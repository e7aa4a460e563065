//! Single-shot HTTP fetches shared by both workflows.
//!
//! Handles file downloads with streaming SHA256 verification. There is no
//! retry loop here; the client's timeout bounds every request and the
//! caller decides whether a failure is worth another attempt.

use std::path::{Path, PathBuf};

use bytes::Bytes;
use futures::StreamExt;
use reqwest::Client;
use sha2::{Digest, Sha256};
use thiserror::Error;
use tokio::fs::File;
use tokio::io::AsyncWriteExt;

#[derive(Error, Debug)]
pub enum DownloadError {
    #[error("HTTP error: {0}")]
    Http(#[from] reqwest::Error),

    #[error("HTTP {status} from {url}")]
    Status {
        url: String,
        status: reqwest::StatusCode,
    },

    #[error("IO error: {0}")]
    Io(#[from] std::io::Error),

    #[error("Hash mismatch: expected {expected}, got {actual}")]
    HashMismatch { expected: String, actual: String },
}

/// A file written by [`download_to_file`].
#[derive(Debug, Clone)]
pub struct DownloadedFile {
    pub path: PathBuf,
    pub size: u64,
    pub sha256: String,
}

async fn get(client: &Client, url: &str) -> Result<reqwest::Response, DownloadError> {
    let response = client.get(url).send().await?;
    let status = response.status();
    if !status.is_success() {
        return Err(DownloadError::Status {
            url: url.to_string(),
            status,
        });
    }
    Ok(response)
}

/// Fetch a whole response body into memory.
pub async fn fetch_bytes(client: &Client, url: &str) -> Result<Bytes, DownloadError> {
    tracing::debug!("GET {url}");
    let bytes = get(client, url).await?.bytes().await?;
    tracing::debug!("Fetched {} bytes from {url}", bytes.len());
    Ok(bytes)
}

/// Stream a response body to `dest`, hashing it on the way.
///
/// `dest` is created or truncated. When `expected_sha256` is given and does
/// not match, the file is removed and [`DownloadError::HashMismatch`] is
/// returned.
pub async fn download_to_file(
    client: &Client,
    url: &str,
    dest: &Path,
    expected_sha256: Option<&str>,
) -> Result<DownloadedFile, DownloadError> {
    tracing::debug!("Downloading {url} -> {}", dest.display());
    let response = get(client, url).await?;

    let mut file = File::create(dest).await?;
    let mut stream = response.bytes_stream();
    let mut hasher = Sha256::new();
    let mut size: u64 = 0;

    while let Some(chunk) = stream.next().await {
        let chunk = chunk?;
        file.write_all(&chunk).await?;
        hasher.update(&chunk);
        size += chunk.len() as u64;
    }

    file.flush().await?;
    file.sync_all().await?;
    drop(file);
    let actual_hash = hex::encode(hasher.finalize());

    if let Some(expected) = expected_sha256 {
        if !actual_hash.eq_ignore_ascii_case(expected) {
            tokio::fs::remove_file(dest).await.ok();
            return Err(DownloadError::HashMismatch {
                expected: expected.to_string(),
                actual: actual_hash,
            });
        }
    }

    tracing::debug!("Downloaded {size} bytes (sha256 {actual_hash})");
    Ok(DownloadedFile {
        path: dest.to_path_buf(),
        size,
        sha256: actual_hash,
    })
}

/// Download to a sibling `.part` file, then rename over `dest`.
///
/// Readers of `dest` see either the previous file or the complete new one.
pub async fn download_replace(
    client: &Client,
    url: &str,
    dest: &Path,
) -> Result<DownloadedFile, DownloadError> {
    let mut part = dest.as_os_str().to_owned();
    part.push(".part");
    let part = PathBuf::from(part);

    let downloaded = match download_to_file(client, url, &part, None).await {
        Ok(d) => d,
        Err(e) => {
            tokio::fs::remove_file(&part).await.ok();
            return Err(e);
        }
    };
    tokio::fs::rename(&part, dest).await?;

    Ok(DownloadedFile {
        path: dest.to_path_buf(),
        ..downloaded
    })
}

- Activity: Find the word "Result" in the entries above. Copy every line that has it.

- Completed exercise:
async fn get(client: &Client, url: &str) -> Result<reqwest::Response, DownloadError> {
pub async fn fetch_bytes(client: &Client, url: &str) -> Result<Bytes, DownloadError> {
) -> Result<DownloadedFile, DownloadError> {
) -> Result<DownloadedFile, DownloadError> {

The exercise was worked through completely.